BEGIN THE DATA
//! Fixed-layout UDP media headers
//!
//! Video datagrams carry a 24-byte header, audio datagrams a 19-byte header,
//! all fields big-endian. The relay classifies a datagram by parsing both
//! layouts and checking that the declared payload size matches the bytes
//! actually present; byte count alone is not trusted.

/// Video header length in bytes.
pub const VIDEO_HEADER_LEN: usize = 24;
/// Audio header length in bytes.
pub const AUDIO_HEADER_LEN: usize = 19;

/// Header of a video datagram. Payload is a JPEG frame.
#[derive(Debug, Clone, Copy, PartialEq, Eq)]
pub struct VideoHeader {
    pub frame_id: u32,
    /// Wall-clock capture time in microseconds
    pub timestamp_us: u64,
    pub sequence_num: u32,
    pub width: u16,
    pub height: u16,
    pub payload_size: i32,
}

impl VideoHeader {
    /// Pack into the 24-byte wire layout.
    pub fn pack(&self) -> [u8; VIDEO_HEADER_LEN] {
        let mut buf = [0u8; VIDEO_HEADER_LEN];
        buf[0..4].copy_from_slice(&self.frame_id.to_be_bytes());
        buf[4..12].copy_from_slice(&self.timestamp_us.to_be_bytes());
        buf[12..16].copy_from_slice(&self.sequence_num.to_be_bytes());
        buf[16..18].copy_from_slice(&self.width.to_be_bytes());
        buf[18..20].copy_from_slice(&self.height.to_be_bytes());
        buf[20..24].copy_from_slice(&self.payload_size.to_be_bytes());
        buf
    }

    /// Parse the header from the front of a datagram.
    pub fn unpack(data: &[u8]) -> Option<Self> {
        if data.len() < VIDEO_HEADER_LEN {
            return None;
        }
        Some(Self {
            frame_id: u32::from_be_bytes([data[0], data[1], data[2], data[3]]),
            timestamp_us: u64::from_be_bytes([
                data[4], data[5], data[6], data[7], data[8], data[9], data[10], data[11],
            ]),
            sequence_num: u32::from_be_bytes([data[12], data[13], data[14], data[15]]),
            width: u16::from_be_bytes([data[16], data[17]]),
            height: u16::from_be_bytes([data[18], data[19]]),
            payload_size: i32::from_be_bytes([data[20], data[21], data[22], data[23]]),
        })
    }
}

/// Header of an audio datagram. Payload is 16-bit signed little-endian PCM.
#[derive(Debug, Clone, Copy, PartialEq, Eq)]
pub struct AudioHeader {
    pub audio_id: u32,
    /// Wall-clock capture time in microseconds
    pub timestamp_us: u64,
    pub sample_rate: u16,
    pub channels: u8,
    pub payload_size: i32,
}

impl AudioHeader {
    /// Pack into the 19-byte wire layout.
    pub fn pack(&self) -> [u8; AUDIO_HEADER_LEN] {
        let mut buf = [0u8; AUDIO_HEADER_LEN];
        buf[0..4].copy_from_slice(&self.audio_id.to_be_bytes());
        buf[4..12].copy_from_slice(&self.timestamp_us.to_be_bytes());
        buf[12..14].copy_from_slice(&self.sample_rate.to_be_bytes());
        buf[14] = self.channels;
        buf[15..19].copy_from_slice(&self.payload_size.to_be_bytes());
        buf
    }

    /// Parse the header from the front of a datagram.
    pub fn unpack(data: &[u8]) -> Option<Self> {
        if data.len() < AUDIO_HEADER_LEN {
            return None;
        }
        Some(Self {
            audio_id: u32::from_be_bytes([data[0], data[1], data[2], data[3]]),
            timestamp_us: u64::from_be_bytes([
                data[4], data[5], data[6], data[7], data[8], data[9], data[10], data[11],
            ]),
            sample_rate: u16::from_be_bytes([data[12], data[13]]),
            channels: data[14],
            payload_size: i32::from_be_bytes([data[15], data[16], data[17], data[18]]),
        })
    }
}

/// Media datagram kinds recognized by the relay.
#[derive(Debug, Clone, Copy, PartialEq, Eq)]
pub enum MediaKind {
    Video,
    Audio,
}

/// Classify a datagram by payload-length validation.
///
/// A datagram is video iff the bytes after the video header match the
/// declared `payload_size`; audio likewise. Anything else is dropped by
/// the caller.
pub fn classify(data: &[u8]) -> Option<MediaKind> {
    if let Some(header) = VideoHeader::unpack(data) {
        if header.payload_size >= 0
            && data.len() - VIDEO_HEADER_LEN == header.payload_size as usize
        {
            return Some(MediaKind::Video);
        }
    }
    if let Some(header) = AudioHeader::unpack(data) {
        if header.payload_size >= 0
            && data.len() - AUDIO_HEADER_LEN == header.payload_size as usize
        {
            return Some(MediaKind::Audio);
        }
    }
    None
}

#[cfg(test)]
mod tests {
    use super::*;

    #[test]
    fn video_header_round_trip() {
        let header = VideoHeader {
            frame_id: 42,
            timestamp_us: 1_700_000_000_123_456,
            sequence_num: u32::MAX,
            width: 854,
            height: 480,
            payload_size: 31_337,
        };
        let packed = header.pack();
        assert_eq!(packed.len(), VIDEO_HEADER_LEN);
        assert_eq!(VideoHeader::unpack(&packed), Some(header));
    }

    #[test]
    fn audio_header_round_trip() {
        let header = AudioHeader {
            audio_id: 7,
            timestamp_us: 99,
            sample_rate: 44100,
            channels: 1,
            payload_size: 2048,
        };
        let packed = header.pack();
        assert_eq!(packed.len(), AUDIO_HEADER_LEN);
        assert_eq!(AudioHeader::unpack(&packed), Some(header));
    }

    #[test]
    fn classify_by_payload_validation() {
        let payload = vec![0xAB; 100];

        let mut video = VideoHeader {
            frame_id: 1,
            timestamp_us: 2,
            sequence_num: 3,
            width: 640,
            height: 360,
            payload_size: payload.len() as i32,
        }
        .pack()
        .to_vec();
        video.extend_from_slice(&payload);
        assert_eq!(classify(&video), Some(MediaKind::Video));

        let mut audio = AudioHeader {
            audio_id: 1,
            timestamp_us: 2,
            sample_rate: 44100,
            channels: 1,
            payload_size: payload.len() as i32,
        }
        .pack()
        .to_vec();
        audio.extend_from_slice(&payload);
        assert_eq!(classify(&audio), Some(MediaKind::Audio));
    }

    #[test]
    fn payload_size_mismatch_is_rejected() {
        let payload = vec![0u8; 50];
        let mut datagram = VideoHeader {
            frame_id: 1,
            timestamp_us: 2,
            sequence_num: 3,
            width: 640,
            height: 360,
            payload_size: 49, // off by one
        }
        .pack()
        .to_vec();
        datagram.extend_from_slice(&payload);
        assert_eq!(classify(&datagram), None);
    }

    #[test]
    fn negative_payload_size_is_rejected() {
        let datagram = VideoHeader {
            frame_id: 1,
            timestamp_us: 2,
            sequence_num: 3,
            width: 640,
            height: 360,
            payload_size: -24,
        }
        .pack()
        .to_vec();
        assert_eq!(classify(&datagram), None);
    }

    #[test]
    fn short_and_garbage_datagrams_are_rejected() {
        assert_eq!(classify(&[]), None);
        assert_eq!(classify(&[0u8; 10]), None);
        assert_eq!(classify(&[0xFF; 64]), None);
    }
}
END THE DATA
#### [ACTIVITY]
Retype every record above exactly as written.

#### [WRITTEN ANSWER]
//! Fixed-layout UDP media headers
//!
//! Video datagrams carry a 24-byte header, audio datagrams a 19-byte header,
//! all fields big-endian. The relay classifies a datagram by parsing both
//! layouts and checking that the declared payload size matches the bytes
//! actually present; byte count alone is not trusted.

/// Video header length in bytes.
pub const VIDEO_HEADER_LEN: usize = 24;
/// Audio header length in bytes.
pub const AUDIO_HEADER_LEN: usize = 19;

/// Header of a video datagram. Payload is a JPEG frame.
#[derive(Debug, Clone, Copy, PartialEq, Eq)]
pub struct VideoHeader {
    pub frame_id: u32,
    /// Wall-clock capture time in microseconds
    pub timestamp_us: u64,
    pub sequence_num: u32,
    pub width: u16,
    pub height: u16,
    pub payload_size: i32,
}

impl VideoHeader {
    /// Pack into the 24-byte wire layout.
    pub fn pack(&self) -> [u8; VIDEO_HEADER_LEN] {
        let mut buf = [0u8; VIDEO_HEADER_LEN];
        buf[0..4].copy_from_slice(&self.frame_id.to_be_bytes());
        buf[4..12].copy_from_slice(&self.timestamp_us.to_be_bytes());
        buf[12..16].copy_from_slice(&self.sequence_num.to_be_bytes());
        buf[16..18].copy_from_slice(&self.width.to_be_bytes());
        buf[18..20].copy_from_slice(&self.height.to_be_bytes());
        buf[20..24].copy_from_slice(&self.payload_size.to_be_bytes());
        buf
    }

    /// Parse the header from the front of a datagram.
    pub fn unpack(data: &[u8]) -> Option<Self> {
        if data.len() < VIDEO_HEADER_LEN {
            return None;
        }
        Some(Self {
            frame_id: u32::from_be_bytes([data[0], data[1], data[2], data[3]]),
            timestamp_us: u64::from_be_bytes([
                data[4], data[5], data[6], data[7], data[8], data[9], data[10], data[11],
            ]),
            sequence_num: u32::from_be_bytes([data[12], data[13], data[14], data[15]]),
            width: u16::from_be_bytes([data[16], data[17]]),
            height: u16::from_be_bytes([data[18], data[19]]),
            payload_size: i32::from_be_bytes([data[20], data[21], data[22], data[23]]),
        })
    }
}

/// Header of an audio datagram. Payload is 16-bit signed little-endian PCM.
#[derive(Debug, Clone, Copy, PartialEq, Eq)]
pub struct AudioHeader {
    pub audio_id: u32,
    /// Wall-clock capture time in microseconds
    pub timestamp_us: u64,
    pub sample_rate: u16,
    pub channels: u8,
    pub payload_size: i32,
}

impl AudioHeader {
    /// Pack into the 19-byte wire layout.
    pub fn pack(&self) -> [u8; AUDIO_HEADER_LEN] {
        let mut buf = [0u8; AUDIO_HEADER_LEN];
        buf[0..4].copy_from_slice(&self.audio_id.to_be_bytes());
        buf[4..12].copy_from_slice(&self.timestamp_us.to_be_bytes());
        buf[12..14].copy_from_slice(&self.sample_rate.to_be_bytes());
        buf[14] = self.channels;
        buf[15..19].copy_from_slice(&self.payload_size.to_be_bytes());
        buf
    }

    /// Parse the header from the front of a datagram.
    pub fn unpack(data: &[u8]) -> Option<Self> {
        if data.len() < AUDIO_HEADER_LEN {
            return None;
        }
        Some(Self {
            audio_id: u32::from_be_bytes([data[0], data[1], data[2], data[3]]),
            timestamp_us: u64::from_be_bytes([
                data[4], data[5], data[6], data[7], data[8], data[9], data[10], data[11],
            ]),
            sample_rate: u16::from_be_bytes([data[12], data[13]]),
            channels: data[14],
            payload_size: i32::from_be_bytes([data[15], data[16], data[17], data[18]]),
        })
    }
}

/// Media datagram kinds recognized by the relay.
#[derive(Debug, Clone, Copy, PartialEq, Eq)]
pub enum MediaKind {
    Video,
    Audio,
}

/// Classify a datagram by payload-length validation.
///
/// A datagram is video iff the bytes after the video header match the
/// declared `payload_size`; audio likewise. Anything else is dropped by
/// the caller.
pub fn classify(data: &[u8]) -> Option<MediaKind> {
    if let Some(header) = VideoHeader::unpack(data) {
        if header.payload_size >= 0
            && data.len() - VIDEO_HEADER_LEN == header.payload_size as usize
        {
            return Some(MediaKind::Video);
        }
    }
    if let Some(header) = AudioHeader::unpack(data) {
        if header.payload_size >= 0
            && data.len() - AUDIO_HEADER_LEN == header.payload_size as usize
        {
            return Some(MediaKind::Audio);
        }
    }
    None
}

#[cfg(test)]
mod tests {
    use super::*;

    #[test]
    fn video_header_round_trip() {
        let header = VideoHeader {
            frame_id: 42,
            timestamp_us: 1_700_000_000_123_456,
            sequence_num: u32::MAX,
            width: 854,
            height: 480,
            payload_size: 31_337,
        };
        let packed = header.pack();
        assert_eq!(packed.len(), VIDEO_HEADER_LEN);
        assert_eq!(VideoHeader::unpack(&packed), Some(header));
    }

    #[test]
    fn audio_header_round_trip() {
        let header = AudioHeader {
            audio_id: 7,
            timestamp_us: 99,
            sample_rate: 44100,
            channels: 1,
            payload_size: 2048,
        };
        let packed = header.pack();
        assert_eq!(packed.len(), AUDIO_HEADER_LEN);
        assert_eq!(AudioHeader::unpack(&packed), Some(header));
    }

    #[test]
    fn classify_by_payload_validation() {
        let payload = vec![0xAB; 100];

        let mut video = VideoHeader {
            frame_id: 1,
            timestamp_us: 2,
            sequence_num: 3,
            width: 640,
            height: 360,
            payload_size: payload.len() as i32,
        }
        .pack()
        .to_vec();
        video.extend_from_slice(&payload);
        assert_eq!(classify(&video), Some(MediaKind::Video));

        let mut audio = AudioHeader {
            audio_id: 1,
            timestamp_us: 2,
            sample_rate: 44100,
            channels: 1,
            payload_size: payload.len() as i32,
        }
        .pack()
        .to_vec();
        audio.extend_from_slice(&payload);
        assert_eq!(classify(&audio), Some(MediaKind::Audio));
    }

    #[test]
    fn payload_size_mismatch_is_rejected() {
        let payload = vec![0u8; 50];
        let mut datagram = VideoHeader {
            frame_id: 1,
            timestamp_us: 2,
            sequence_num: 3,
            width: 640,
            height: 360,
            payload_size: 49, // off by one
        }
        .pack()
        .to_vec();
        datagram.extend_from_slice(&payload);
        assert_eq!(classify(&datagram), None);
    }

    #[test]
    fn negative_payload_size_is_rejected() {
        let datagram = VideoHeader {
            frame_id: 1,
            timestamp_us: 2,
            sequence_num: 3,
            width: 640,
            height: 360,
            payload_size: -24,
        }
        .pack()
        .to_vec();
        assert_eq!(classify(&datagram), None);
    }

    #[test]
    fn short_and_garbage_datagrams_are_rejected() {
        assert_eq!(classify(&[]), None);
        assert_eq!(classify(&[0u8; 10]), None);
        assert_eq!(classify(&[0xFF; 64]), None);
    }
}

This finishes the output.